Max dévala l’escalier, prêt à aller à l’école. Il empoigna son cartable et son vélo.
— Déjà ? s’écria sa mère. Qu’est-ce qui t’arrive ? Tu es tombé du lit, aujourd’hui ?
Aube, tout aussi surprise, releva la tête de son petit-déjeuner. Ce n’était effectivement pas dans les habitudes de son grand frère de partir le premier, lui qui détestait se lever le matin. Elle tendit l’oreille. Que mijotait-il ?
— Ne t’inquiète pas, maman, répondit-il en ouvrant la porte. J’avais juste envie d’arriver tôt aujourd’hui.
— Ah ! constata leur mère à la fois étonnée et ravie.
Mais Aube n’était pas dupe, son frère manigançait quelque chose. Elle n’avait pas eu le temps de découvrir tout ce qu’il avait en tête, mais assez pour comprendre que Max avait un plan. Un plan qui concernait l’antenne. Aube se dépêcha de terminer son bol de céréales.
Leur école se situait sur un autre versant de la colline. C’était un petit établissement de quartier dont la cour de récréation donnait sur le parc du grand hôpital de la ville. Aube s’y rendait tous les matins à pied, accompagnée par sa mère qui la déposait devant l’entrée, avant d’aller travailler.
Quand elles arrivèrent, elles découvrirent Max sur le trottoir en train d’essayer de faire signer des exemplaires de la pétition de Jeanne. Quelques parents curieux s’arrêtaient. Mais, dans l’ensemble, Max avait peu de succès.
— Comment est-ce que tu as eu toutes ces pétitions ? demanda Aube.
Elle avait remarqué le paquet de feuilles de son frère alors que, la veille, Jeanne n’en avait que trois ou quatre maximum avec elle.
— Qu’est-ce que tu fais là ? s’énerva sa mère qui voyait l’initiative de son fils d’un mauvais œil.
— Je voulais aider Jeanne, lui répondit-il.
« J’ai utilisé l’imprimante de papa pour faire des copies » ne put-il s’empêcher d’ajouter à l’adresse de sa sœur.
« Oh ! Tu as réussi ! Je voulais te le demander hier soir, mais je me suis endormie avant que tu ne rentres. » Voilà ce que Aube pensait et aurait aimé dire à Max si leur mère ne se tenait pas entre eux.
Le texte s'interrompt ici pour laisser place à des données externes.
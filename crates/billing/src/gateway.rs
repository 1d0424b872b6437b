//! Provider gateway
//!
//! The lifecycle engine talks to the billing provider only through
//! [`ProviderGateway`]. Amounts cross this boundary as decimals in major
//! units; adapters convert to whatever the provider speaks.

use std::collections::HashMap;
use std::future::Future;
use std::sync::Arc;

use async_trait::async_trait;
use rust_decimal::Decimal;
use serde::{Deserialize, Serialize};
use time::OffsetDateTime;
use tokio_util::sync::CancellationToken;
use uuid::Uuid;

use crate::error::{BillingError, BillingResult};
use crate::models::{PaymentIntentStatus, SubscriptionStatus};
use crate::retry::{RetryOutcome, RetryPolicy};

/// Provider-side subscription status
#[derive(Debug, Clone, PartialEq, Eq, Serialize, Deserialize)]
#[serde(rename_all = "snake_case")]
pub enum ProviderSubscriptionStatus {
    Active,
    Trialing,
    Incomplete,
    IncompleteExpired,
    PastDue,
    Unpaid,
    Canceled,
    Paused,
    Other(String),
}

impl ProviderSubscriptionStatus {
    pub fn parse(s: &str) -> Self {
        match s {
            "active" => ProviderSubscriptionStatus::Active,
            "trialing" => ProviderSubscriptionStatus::Trialing,
            "incomplete" => ProviderSubscriptionStatus::Incomplete,
            "incomplete_expired" => ProviderSubscriptionStatus::IncompleteExpired,
            "past_due" => ProviderSubscriptionStatus::PastDue,
            "unpaid" => ProviderSubscriptionStatus::Unpaid,
            "canceled" => ProviderSubscriptionStatus::Canceled,
            "paused" => ProviderSubscriptionStatus::Paused,
            other => ProviderSubscriptionStatus::Other(other.to_string()),
        }
    }

    /// Local status implied by the provider's view of the subscription
    pub fn to_local(&self, cancel_at_period_end: bool) -> SubscriptionStatus {
        match self {
            ProviderSubscriptionStatus::Active | ProviderSubscriptionStatus::Trialing => {
                if cancel_at_period_end {
                    SubscriptionStatus::CanceledAtPeriodEnd
                } else {
                    SubscriptionStatus::Active
                }
            }
            ProviderSubscriptionStatus::Canceled | ProviderSubscriptionStatus::IncompleteExpired => {
                SubscriptionStatus::Canceled
            }
            ProviderSubscriptionStatus::Incomplete
            | ProviderSubscriptionStatus::PastDue
            | ProviderSubscriptionStatus::Unpaid
            | ProviderSubscriptionStatus::Paused
            | ProviderSubscriptionStatus::Other(_) => SubscriptionStatus::Incomplete,
        }
    }
}

#[derive(Debug, Clone, PartialEq, Serialize, Deserialize)]
pub struct ProviderSubscription {
    pub id: String,
    pub customer_ref: String,
    pub status: ProviderSubscriptionStatus,
    pub price_ref: Option<String>,
    pub current_period_end: Option<OffsetDateTime>,
    pub cancel_at_period_end: bool,
    pub latest_invoice_ref: Option<String>,
    /// Payment intent ref carried on the subscription object itself
    /// (metadata or pending intent), used when the invoice never shows one
    pub embedded_payment_intent_ref: Option<String>,
}

#[derive(Debug, Clone, PartialEq, Eq, Serialize, Deserialize)]
#[serde(rename_all = "snake_case")]
pub enum InvoiceStatus {
    Draft,
    Open,
    Paid,
    Uncollectible,
    Void,
    Other(String),
}

impl InvoiceStatus {
    pub fn parse(s: &str) -> Self {
        match s {
            "draft" => InvoiceStatus::Draft,
            "open" => InvoiceStatus::Open,
            "paid" => InvoiceStatus::Paid,
            "uncollectible" => InvoiceStatus::Uncollectible,
            "void" => InvoiceStatus::Void,
            other => InvoiceStatus::Other(other.to_string()),
        }
    }
}

#[derive(Debug, Clone, PartialEq, Serialize, Deserialize)]
pub struct ProviderInvoice {
    pub id: String,
    pub status: InvoiceStatus,
    pub payment_intent_ref: Option<String>,
    pub amount_due: Decimal,
    pub currency: String,
}

#[derive(Debug, Clone, PartialEq, Serialize, Deserialize)]
pub struct ProviderPaymentIntent {
    pub id: String,
    pub amount: Decimal,
    pub currency: String,
    pub status: PaymentIntentStatus,
    pub client_secret: Option<String>,
    pub payment_method_ref: Option<String>,
    pub customer_ref: Option<String>,
}

#[derive(Debug, Clone, PartialEq, Serialize, Deserialize)]
pub struct ProviderRefund {
    pub id: String,
    pub amount: Decimal,
    pub status: String,
}

/// How the provider should bill a price change
#[derive(Debug, Clone, Copy, PartialEq, Eq)]
pub enum ProrationBehavior {
    /// Invoice the prorated difference immediately
    AlwaysInvoice,
    /// Add proration items to the next invoice
    CreateProrations,
    None,
}

#[derive(Debug, Clone)]
pub struct EnsureCustomerRequest {
    pub account_id: Uuid,
    pub existing_customer_ref: Option<String>,
    pub payment_method_ref: Option<String>,
    pub idempotency_key: String,
}

#[derive(Debug, Clone)]
pub struct CreateSubscriptionRequest {
    pub customer_ref: String,
    pub price_ref: String,
    pub payment_method_ref: Option<String>,
    pub metadata: HashMap<String, String>,
    pub idempotency_key: String,
}

#[derive(Debug, Clone, Default)]
pub struct UpdateSubscriptionRequest {
    pub price_ref: Option<String>,
    pub proration: Option<ProrationBehavior>,
    /// Leave the new invoice open for client-side confirmation instead of failing the update
    pub defer_payment: bool,
    pub cancel_at_period_end: Option<bool>,
    pub metadata: HashMap<String, String>,
    pub idempotency_key: Option<String>,
}

#[derive(Debug, Clone)]
pub struct CancelSubscriptionRequest {
    pub prorate: bool,
    pub invoice_now: bool,
}

#[derive(Debug, Clone)]
pub struct CreatePaymentIntentRequest {
    pub amount: Decimal,
    pub currency: String,
    pub customer_ref: String,
    pub payment_method_ref: Option<String>,
    pub metadata: HashMap<String, String>,
    pub idempotency_key: String,
}

#[derive(Debug, Clone)]
pub struct RefundRequest {
    pub payment_intent_ref: String,
    pub amount: Decimal,
    pub reason: String,
    pub idempotency_key: String,
}

/// Operations against the external billing provider
#[async_trait]
pub trait ProviderGateway: Send + Sync {
    /// Return the existing customer or create one; returns the customer ref
    async fn ensure_customer(&self, request: &EnsureCustomerRequest) -> BillingResult<String>;

    async fn create_subscription(
        &self,
        request: &CreateSubscriptionRequest,
    ) -> BillingResult<ProviderSubscription>;

    async fn update_subscription(
        &self,
        subscription_ref: &str,
        request: &UpdateSubscriptionRequest,
    ) -> BillingResult<ProviderSubscription>;

    async fn cancel_subscription(
        &self,
        subscription_ref: &str,
        request: &CancelSubscriptionRequest,
    ) -> BillingResult<ProviderSubscription>;

    async fn retrieve_subscription(
        &self,
        subscription_ref: &str,
    ) -> BillingResult<ProviderSubscription>;

    async fn create_payment_intent(
        &self,
        request: &CreatePaymentIntentRequest,
    ) -> BillingResult<ProviderPaymentIntent>;

    async fn retrieve_payment_intent(
        &self,
        payment_intent_ref: &str,
    ) -> BillingResult<ProviderPaymentIntent>;

    async fn retrieve_invoice(&self, invoice_ref: &str) -> BillingResult<ProviderInvoice>;

    async fn pay_invoice(
        &self,
        invoice_ref: &str,
        payment_method_ref: Option<&str>,
        idempotency_key: &str,
    ) -> BillingResult<ProviderInvoice>;

    async fn mark_invoice_paid_out_of_band(
        &self,
        invoice_ref: &str,
        idempotency_key: &str,
    ) -> BillingResult<ProviderInvoice>;

    async fn finalize_invoice(
        &self,
        invoice_ref: &str,
        idempotency_key: &str,
    ) -> BillingResult<ProviderInvoice>;

    async fn refund(&self, request: &RefundRequest) -> BillingResult<ProviderRefund>;
}

/// Retries transient failures of the wrapped gateway
pub struct RetryingGateway {
    inner: Arc<dyn ProviderGateway>,
    policy: RetryPolicy,
    cancel: CancellationToken,
}

impl RetryingGateway {
    pub fn new(inner: Arc<dyn ProviderGateway>, policy: RetryPolicy, cancel: CancellationToken) -> Self {
        Self {
            inner,
            policy,
            cancel,
        }
    }

    async fn call<T, A, Fut>(&self, operation: &'static str, action: A) -> BillingResult<T>
    where
        A: FnMut() -> Fut + Send,
        Fut: Future<Output = BillingResult<T>> + Send,
        T: Send,
    {
        match self
            .policy
            .run(&self.cancel, action, BillingError::is_transient)
            .await
        {
            RetryOutcome::Succeeded(value) => Ok(value),
            RetryOutcome::Exhausted(e) => {
                tracing::error!(
                    operation = operation,
                    attempts = self.policy.max_attempts,
                    error = %e,
                    "Provider call failed after exhausting retries"
                );
                Err(BillingError::DependencyUnavailable(format!(
                    "{} failed after {} attempts: {}",
                    operation, self.policy.max_attempts, e
                )))
            }
            RetryOutcome::Aborted(e) => Err(e),
            RetryOutcome::Cancelled => Err(BillingError::DependencyUnavailable(format!(
                "{} cancelled before completion",
                operation
            ))),
        }
    }
}

#[async_trait]
impl ProviderGateway for RetryingGateway {
    async fn ensure_customer(&self, request: &EnsureCustomerRequest) -> BillingResult<String> {
        self.call("ensure_customer", || self.inner.ensure_customer(request))
            .await
    }

    async fn create_subscription(
        &self,
        request: &CreateSubscriptionRequest,
    ) -> BillingResult<ProviderSubscription> {
        self.call("create_subscription", || {
            self.inner.create_subscription(request)
        })
        .await
    }

    async fn update_subscription(
        &self,
        subscription_ref: &str,
        request: &UpdateSubscriptionRequest,
    ) -> BillingResult<ProviderSubscription> {
        self.call("update_subscription", || {
            self.inner.update_subscription(subscription_ref, request)
        })
        .await
    }

    async fn cancel_subscription(
        &self,
        subscription_ref: &str,
        request: &CancelSubscriptionRequest,
    ) -> BillingResult<ProviderSubscription> {
        self.call("cancel_subscription", || {
            self.inner.cancel_subscription(subscription_ref, request)
        })
        .await
    }

    async fn retrieve_subscription(
        &self,
        subscription_ref: &str,
    ) -> BillingResult<ProviderSubscription> {
        self.call("retrieve_subscription", || {
            self.inner.retrieve_subscription(subscription_ref)
        })
        .await
    }

    async fn create_payment_intent(
        &self,
        request: &CreatePaymentIntentRequest,
    ) -> BillingResult<ProviderPaymentIntent> {
        self.call("create_payment_intent", || {
            self.inner.create_payment_intent(request)
        })
        .await
    }

    async fn retrieve_payment_intent(
        &self,
        payment_intent_ref: &str,
    ) -> BillingResult<ProviderPaymentIntent> {
        self.call("retrieve_payment_intent", || {
            self.inner.retrieve_payment_intent(payment_intent_ref)
        })
        .await
    }

    async fn retrieve_invoice(&self, invoice_ref: &str) -> BillingResult<ProviderInvoice> {
        self.call("retrieve_invoice", || self.inner.retrieve_invoice(invoice_ref))
            .await
    }

    async fn pay_invoice(
        &self,
        invoice_ref: &str,
        payment_method_ref: Option<&str>,
        idempotency_key: &str,
    ) -> BillingResult<ProviderInvoice> {
        self.call("pay_invoice", || {
            self.inner
                .pay_invoice(invoice_ref, payment_method_ref, idempotency_key)
        })
        .await
    }

    async fn mark_invoice_paid_out_of_band(
        &self,
        invoice_ref: &str,
        idempotency_key: &str,
    ) -> BillingResult<ProviderInvoice> {
        self.call("mark_invoice_paid_out_of_band", || {
            self.inner
                .mark_invoice_paid_out_of_band(invoice_ref, idempotency_key)
        })
        .await
    }

    async fn finalize_invoice(
        &self,
        invoice_ref: &str,
        idempotency_key: &str,
    ) -> BillingResult<ProviderInvoice> {
        self.call("finalize_invoice", || {
            self.inner.finalize_invoice(invoice_ref, idempotency_key)
        })
        .await
    }

    async fn refund(&self, request: &RefundRequest) -> BillingResult<ProviderRefund> {
        self.call("refund", || self.inner.refund(request)).await
    }
}
//! Refunds for immediate cancellations
//!
//! The refund covers the unused share of the current period, measured in
//! seconds between the record's creation and its next billing date.

use std::sync::Arc;

use rust_decimal::{Decimal, RoundingStrategy};
use serde::Serialize;
use time::OffsetDateTime;

use crate::error::BillingResult;
use crate::gateway::{ProviderGateway, RefundRequest};
use crate::models::{PaymentIntentRecord, SubscriptionRecord};

/// Result of a refund operation
#[derive(Debug, Clone, PartialEq, Serialize)]
pub struct RefundResult {
    pub provider_refund_ref: String,
    /// Payment intent the refund was issued against
    pub payment_intent_ref: String,
    pub amount: Decimal,
    pub currency: String,
}

pub struct RefundService {
    gateway: Arc<dyn ProviderGateway>,
}

impl RefundService {
    pub fn new(gateway: Arc<dyn ProviderGateway>) -> Self {
        Self { gateway }
    }

    /// Prorated refund for the unused part of the period
    ///
    /// Zero when there is no next billing date, the period is over, or the
    /// period has no length. Always rounds down to whole minor units to avoid
    /// over-refunding.
    pub fn calculate_prorated_amount(
        total: Decimal,
        created_at: OffsetDateTime,
        next_billing_date: Option<OffsetDateTime>,
        now: OffsetDateTime,
    ) -> Decimal {
        let Some(next_billing) = next_billing_date else {
            return Decimal::ZERO;
        };
        if now >= next_billing {
            return Decimal::ZERO;
        }

        let total_secs = (next_billing - created_at).whole_seconds();
        if total_secs <= 0 {
            return Decimal::ZERO;
        }
        let remaining_secs = (next_billing - now).whole_seconds().min(total_secs);

        let prorated = total * Decimal::from(remaining_secs) / Decimal::from(total_secs);
        prorated
            .round_dp_with_strategy(2, RoundingStrategy::ToZero)
            .max(Decimal::ZERO)
    }

    /// Compute and issue the refund for an immediately canceled subscription.
    /// Returns `None` when the computed amount is zero.
    pub async fn refund_unused_period(
        &self,
        record: &SubscriptionRecord,
        last_payment: &PaymentIntentRecord,
        now: OffsetDateTime,
    ) -> BillingResult<Option<RefundResult>> {
        let amount = Self::calculate_prorated_amount(
            last_payment.amount,
            record.created_at,
            record.next_billing_date,
            now,
        );

        if amount.is_zero() {
            tracing::info!(
                account_id = %record.account_id,
                subscription_ref = %record.subscription_ref(),
                "No refund due for canceled subscription"
            );
            return Ok(None);
        }

        let refund = self
            .gateway
            .refund(&RefundRequest {
                payment_intent_ref: last_payment.provider_payment_intent_ref.clone(),
                amount,
                reason: "requested_by_customer".to_string(),
                idempotency_key: format!("refund-{}", last_payment.provider_payment_intent_ref),
            })
            .await?;

        tracing::info!(
            account_id = %record.account_id,
            subscription_ref = %record.subscription_ref(),
            refund_id = %refund.id,
            amount = %amount,
            "Issued refund"
        );

        Ok(Some(RefundResult {
            provider_refund_ref: refund.id,
            payment_intent_ref: last_payment.provider_payment_intent_ref.clone(),
            amount,
            currency: last_payment.currency.clone(),
        }))
    }
}
//! Local persistence of subscription records

use async_trait::async_trait;
use time::OffsetDateTime;
use uuid::Uuid;

use crate::error::BillingResult;
use crate::models::{PaymentIntentRecord, SubscriptionRecord};

/// Everything one lifecycle operation writes locally. Stores apply it
/// all-or-nothing.
#[derive(Debug, Clone)]
pub struct LocalChanges {
    pub subscription: SubscriptionRecord,
    /// Delete the account's existing row before inserting (free -> paid)
    pub replace_existing: bool,
    pub payment_intent: Option<PaymentIntentRecord>,
}

impl LocalChanges {
    pub fn record(subscription: SubscriptionRecord) -> Self {
        Self {
            subscription,
            replace_existing: false,
            payment_intent: None,
        }
    }

    pub fn replacing(mut self) -> Self {
        self.replace_existing = true;
        self
    }

    pub fn with_payment_intent(mut self, payment_intent: PaymentIntentRecord) -> Self {
        self.payment_intent = Some(payment_intent);
        self
    }
}

/// Subscription records (one per account) and the payment-intent mirror
#[async_trait]
pub trait SubscriptionStore: Send + Sync {
    async fn find_by_account(&self, account_id: Uuid) -> BillingResult<Option<SubscriptionRecord>>;

    /// Look up by provider subscription ref, or by a free placeholder ref
    async fn find_by_provider_ref(
        &self,
        subscription_ref: &str,
    ) -> BillingResult<Option<SubscriptionRecord>>;

    /// Upsert the record keyed by account id, plus the optional payment intent, in one transaction
    async fn commit(&self, changes: LocalChanges) -> BillingResult<()>;

    /// Returns whether a row was removed
    async fn delete_by_account(&self, account_id: Uuid) -> BillingResult<bool>;

    /// Records in pending_payment/incomplete not touched since `updated_before`, oldest first
    async fn list_awaiting_settlement(
        &self,
        updated_before: OffsetDateTime,
        limit: i64,
    ) -> BillingResult<Vec<SubscriptionRecord>>;

    async fn find_payment_intent(
        &self,
        payment_intent_ref: &str,
    ) -> BillingResult<Option<PaymentIntentRecord>>;

    /// Most recently created mirror for a provider subscription
    async fn latest_payment_intent(
        &self,
        subscription_ref: &str,
    ) -> BillingResult<Option<PaymentIntentRecord>>;
}
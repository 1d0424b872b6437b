//! Billing error types

use thiserror::Error;

pub type BillingResult<T> = Result<T, BillingError>;

/// Coarse classification handed to callers (webhook handlers, controllers)
#[derive(Debug, Clone, Copy, PartialEq, Eq, serde::Serialize)]
#[serde(rename_all = "snake_case")]
pub enum ErrorKind {
    NotFound,
    InvalidArgument,
    InvalidState,
    DependencyUnavailable,
    ProviderError,
}

#[derive(Debug, Clone, Error)]
pub enum BillingError {
    #[error("Not found: {0}")]
    NotFound(String),

    #[error("Invalid argument: {0}")]
    InvalidArgument(String),

    #[error("Invalid state: {0}")]
    InvalidState(String),

    /// Transport failure, provider 5xx/429, or an exhausted retry budget
    #[error("Dependency unavailable: {0}")]
    DependencyUnavailable(String),

    /// The provider gave a definitive answer (declined card, invalid request)
    #[error("Provider error: {0}")]
    ProviderError(String),

    #[error("Database error: {0}")]
    Database(String),

    #[error("Configuration error: {0}")]
    Config(String),
}

impl BillingError {
    pub fn kind(&self) -> ErrorKind {
        match self {
            BillingError::NotFound(_) => ErrorKind::NotFound,
            BillingError::InvalidArgument(_) => ErrorKind::InvalidArgument,
            BillingError::InvalidState(_) => ErrorKind::InvalidState,
            BillingError::ProviderError(_) => ErrorKind::ProviderError,
            // A local store outage is just another unavailable dependency to callers
            BillingError::DependencyUnavailable(_)
            | BillingError::Database(_)
            | BillingError::Config(_) => ErrorKind::DependencyUnavailable,
        }
    }

    /// Whether repeating the same provider call could plausibly succeed
    pub fn is_transient(&self) -> bool {
        matches!(self, BillingError::DependencyUnavailable(_))
    }
}

impl From<sqlx::Error> for BillingError {
    fn from(err: sqlx::Error) -> Self {
        BillingError::Database(err.to_string())
    }
}

impl From<stripe::StripeError> for BillingError {
    fn from(err: stripe::StripeError) -> Self {
        match err {
            stripe::StripeError::Stripe(request_error) => {
                let message = request_error
                    .message
                    .clone()
                    .unwrap_or_else(|| request_error.to_string());
                if request_error.http_status == 429 || request_error.http_status >= 500 {
                    BillingError::DependencyUnavailable(format!(
                        "Stripe returned {}: {}",
                        request_error.http_status, message
                    ))
                } else {
                    BillingError::ProviderError(message)
                }
            }
            other => BillingError::DependencyUnavailable(other.to_string()),
        }
    }
}

#[cfg(test)]
mod tests {
    use super::*;

    #[test]
    fn test_kind_mapping() {
        assert_eq!(
            BillingError::NotFound("x".into()).kind(),
            ErrorKind::NotFound
        );
        assert_eq!(
            BillingError::InvalidState("x".into()).kind(),
            ErrorKind::InvalidState
        );
        assert_eq!(
            BillingError::Database("pool timed out".into()).kind(),
            ErrorKind::DependencyUnavailable
        );
        assert_eq!(
            BillingError::ProviderError("card_declined".into()).kind(),
            ErrorKind::ProviderError
        );
    }

    #[test]
    fn test_only_dependency_errors_are_transient() {
        assert!(BillingError::DependencyUnavailable("timeout".into()).is_transient());
        assert!(!BillingError::ProviderError("declined".into()).is_transient());
        assert!(!BillingError::Database("gone".into()).is_transient());
    }
}
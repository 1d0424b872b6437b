//! Bounded retry with cancellation
//!
//! Wraps `tokio-retry` so every caller gets the same three things: a fixed
//! attempt budget, a backoff schedule, and a cancellation token that ends the
//! wait early. A cancelled loop reports [`RetryOutcome::Cancelled`] instead of
//! an error so callers can treat it as "no data yet".

use std::future::Future;
use std::time::Duration;

use tokio_retry::strategy::{ExponentialBackoff, FixedInterval};
use tokio_retry::RetryIf;
use tokio_util::sync::CancellationToken;

/// Delay schedule between attempts
#[derive(Debug, Clone, Copy, PartialEq, Eq)]
pub enum Backoff {
    Fixed(Duration),
    Exponential { base: Duration, max: Duration },
}

#[derive(Debug, Clone, Copy, PartialEq, Eq)]
pub struct RetryPolicy {
    /// Total attempts including the first one
    pub max_attempts: usize,
    pub backoff: Backoff,
}

/// How a retried operation ended
#[derive(Debug)]
pub enum RetryOutcome<T, E> {
    Succeeded(T),
    /// Every attempt failed with a retryable error; carries the last one
    Exhausted(E),
    /// An attempt failed with an error the condition refused to retry
    Aborted(E),
    Cancelled,
}

impl RetryPolicy {
    pub fn new(max_attempts: usize, backoff: Backoff) -> Self {
        Self {
            max_attempts: max_attempts.max(1),
            backoff,
        }
    }

    /// Single attempt, no waiting
    pub fn none() -> Self {
        Self::new(1, Backoff::Fixed(Duration::ZERO))
    }

    /// Delays slept between attempts; one fewer than `max_attempts`
    pub fn delays(&self) -> Box<dyn Iterator<Item = Duration> + Send> {
        let gaps = self.max_attempts.saturating_sub(1);
        match self.backoff {
            Backoff::Fixed(delay) => Box::new(FixedInterval::new(delay).take(gaps)),
            Backoff::Exponential { base, max } => {
                let base_ms = u64::try_from(base.as_millis()).unwrap_or(u64::MAX).max(1);
                Box::new(
                    ExponentialBackoff::from_millis(2)
                        .factor(base_ms / 2 + 1)
                        .max_delay(max)
                        .take(gaps),
                )
            }
        }
    }

    /// Run `action` until it succeeds, the budget is spent, `should_retry`
    /// rejects an error, or `cancel` fires.
    pub async fn run<T, E, A, Fut, C>(
        &self,
        cancel: &CancellationToken,
        mut action: A,
        should_retry: C,
    ) -> RetryOutcome<T, E>
    where
        A: FnMut() -> Fut,
        Fut: Future<Output = Result<T, E>>,
        C: Fn(&E) -> bool,
    {
        if cancel.is_cancelled() {
            return RetryOutcome::Cancelled;
        }

        let retry = RetryIf::spawn(self.delays(), || action(), |e: &E| should_retry(e));

        tokio::select! {
            biased;
            _ = cancel.cancelled() => RetryOutcome::Cancelled,
            result = retry => match result {
                Ok(value) => RetryOutcome::Succeeded(value),
                Err(e) if should_retry(&e) => RetryOutcome::Exhausted(e),
                Err(e) => RetryOutcome::Aborted(e),
            },
        }
    }
}

#[cfg(test)]
mod tests {
    use super::*;
    use std::sync::atomic::{AtomicUsize, Ordering};

    #[test]
    fn test_fixed_policy_sleeps_between_attempts_only() {
        let policy = RetryPolicy::new(5, Backoff::Fixed(Duration::from_secs(2)));
        let delays: Vec<_> = policy.delays().collect();
        assert_eq!(delays, vec![Duration::from_secs(2); 4]);
    }

    #[test]
    fn test_zero_attempts_is_clamped_to_one() {
        let policy = RetryPolicy::new(0, Backoff::Fixed(Duration::from_secs(1)));
        assert_eq!(policy.max_attempts, 1);
        assert_eq!(policy.delays().count(), 0);
    }

    #[test]
    fn test_exponential_policy_is_capped() {
        let policy = RetryPolicy::new(
            6,
            Backoff::Exponential {
                base: Duration::from_millis(200),
                max: Duration::from_secs(1),
            },
        );
        let delays: Vec<_> = policy.delays().collect();
        assert_eq!(delays.len(), 5);
        assert!(delays.iter().all(|d| *d <= Duration::from_secs(1)));
        assert!(delays.windows(2).all(|w| w[0] <= w[1]));
    }

    #[tokio::test(start_paused = true)]
    async fn test_exhausts_budget_with_fixed_spacing() {
        let policy = RetryPolicy::new(5, Backoff::Fixed(Duration::from_secs(2)));
        let calls = AtomicUsize::new(0);
        let started = tokio::time::Instant::now();

        let outcome: RetryOutcome<(), &str> = policy
            .run(
                &CancellationToken::new(),
                || {
                    calls.fetch_add(1, Ordering::SeqCst);
                    async { Err("not yet") }
                },
                |_| true,
            )
            .await;

        assert!(matches!(outcome, RetryOutcome::Exhausted("not yet")));
        assert_eq!(calls.load(Ordering::SeqCst), 5);
        let elapsed = started.elapsed();
        assert!(elapsed >= Duration::from_secs(8) && elapsed < Duration::from_millis(8_100));
    }

    #[tokio::test(start_paused = true)]
    async fn test_non_retryable_error_aborts_immediately() {
        let policy = RetryPolicy::new(5, Backoff::Fixed(Duration::from_secs(2)));
        let calls = AtomicUsize::new(0);

        let outcome: RetryOutcome<(), &str> = policy
            .run(
                &CancellationToken::new(),
                || {
                    calls.fetch_add(1, Ordering::SeqCst);
                    async { Err("declined") }
                },
                |e| *e != "declined",
            )
            .await;

        assert!(matches!(outcome, RetryOutcome::Aborted("declined")));
        assert_eq!(calls.load(Ordering::SeqCst), 1);
    }

    #[tokio::test(start_paused = true)]
    async fn test_succeeds_on_later_attempt() {
        let policy = RetryPolicy::new(5, Backoff::Fixed(Duration::from_secs(2)));
        let calls = AtomicUsize::new(0);

        let outcome: RetryOutcome<usize, &str> = policy
            .run(
                &CancellationToken::new(),
                || {
                    let n = calls.fetch_add(1, Ordering::SeqCst) + 1;
                    async move {
                        if n < 3 {
                            Err("not yet")
                        } else {
                            Ok(n)
                        }
                    }
                },
                |_| true,
            )
            .await;

        assert!(matches!(outcome, RetryOutcome::Succeeded(3)));
    }

    #[tokio::test(start_paused = true)]
    async fn test_cancellation_ends_wait_without_error() {
        let policy = RetryPolicy::new(5, Backoff::Fixed(Duration::from_secs(2)));
        let cancel = CancellationToken::new();
        let calls = AtomicUsize::new(0);

        let trigger = cancel.clone();
        tokio::spawn(async move {
            tokio::time::sleep(Duration::from_secs(3)).await;
            trigger.cancel();
        });

        let outcome: RetryOutcome<(), &str> = policy
            .run(
                &cancel,
                || {
                    calls.fetch_add(1, Ordering::SeqCst);
                    async { Err("not yet") }
                },
                |_| true,
            )
            .await;

        assert!(matches!(outcome, RetryOutcome::Cancelled));
        assert_eq!(calls.load(Ordering::SeqCst), 2);
    }

    #[tokio::test]
    async fn test_already_cancelled_token_skips_action() {
        let policy = RetryPolicy::none();
        let cancel = CancellationToken::new();
        cancel.cancel();

        let outcome: RetryOutcome<(), &str> =
            policy.run(&cancel, || async { Ok(()) }, |_| true).await;
        assert!(matches!(outcome, RetryOutcome::Cancelled));
    }
}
Celle-ci les poussa à l’intérieur de l’école de son air le plus sévère.
« Je sais » crut saisir Aube parmi les réflexions qui agitaient son frère. Était-ce possible qu'il la comprenne enfin ? Qu’il accepte l’idée qu’on puisse entendre les pensées des gens ?
« Oui ! Tu vois, c’est ça l’intuition ! » exulta-t-il malgré la tournure que prenait la situation. Leur mère ne comptait pas en rester là. Elle s’était emparée du paquet de pétitions.
— Tu aurais au moins pu m’en parler, plaidait-elle. Est-ce que c’est une idée de Jeanne ? Mais enfin, on ne laisse pas un enfant seul faire signer une pétition. Ce sont des démarches d’adultes.
« Oui ? Alors que font les adultes pour aider Jeanne ? » n’osa pas répondre Max. Aube se retint de sourire pour ne pas donner l’impression à leur mère qu’elle se moquait.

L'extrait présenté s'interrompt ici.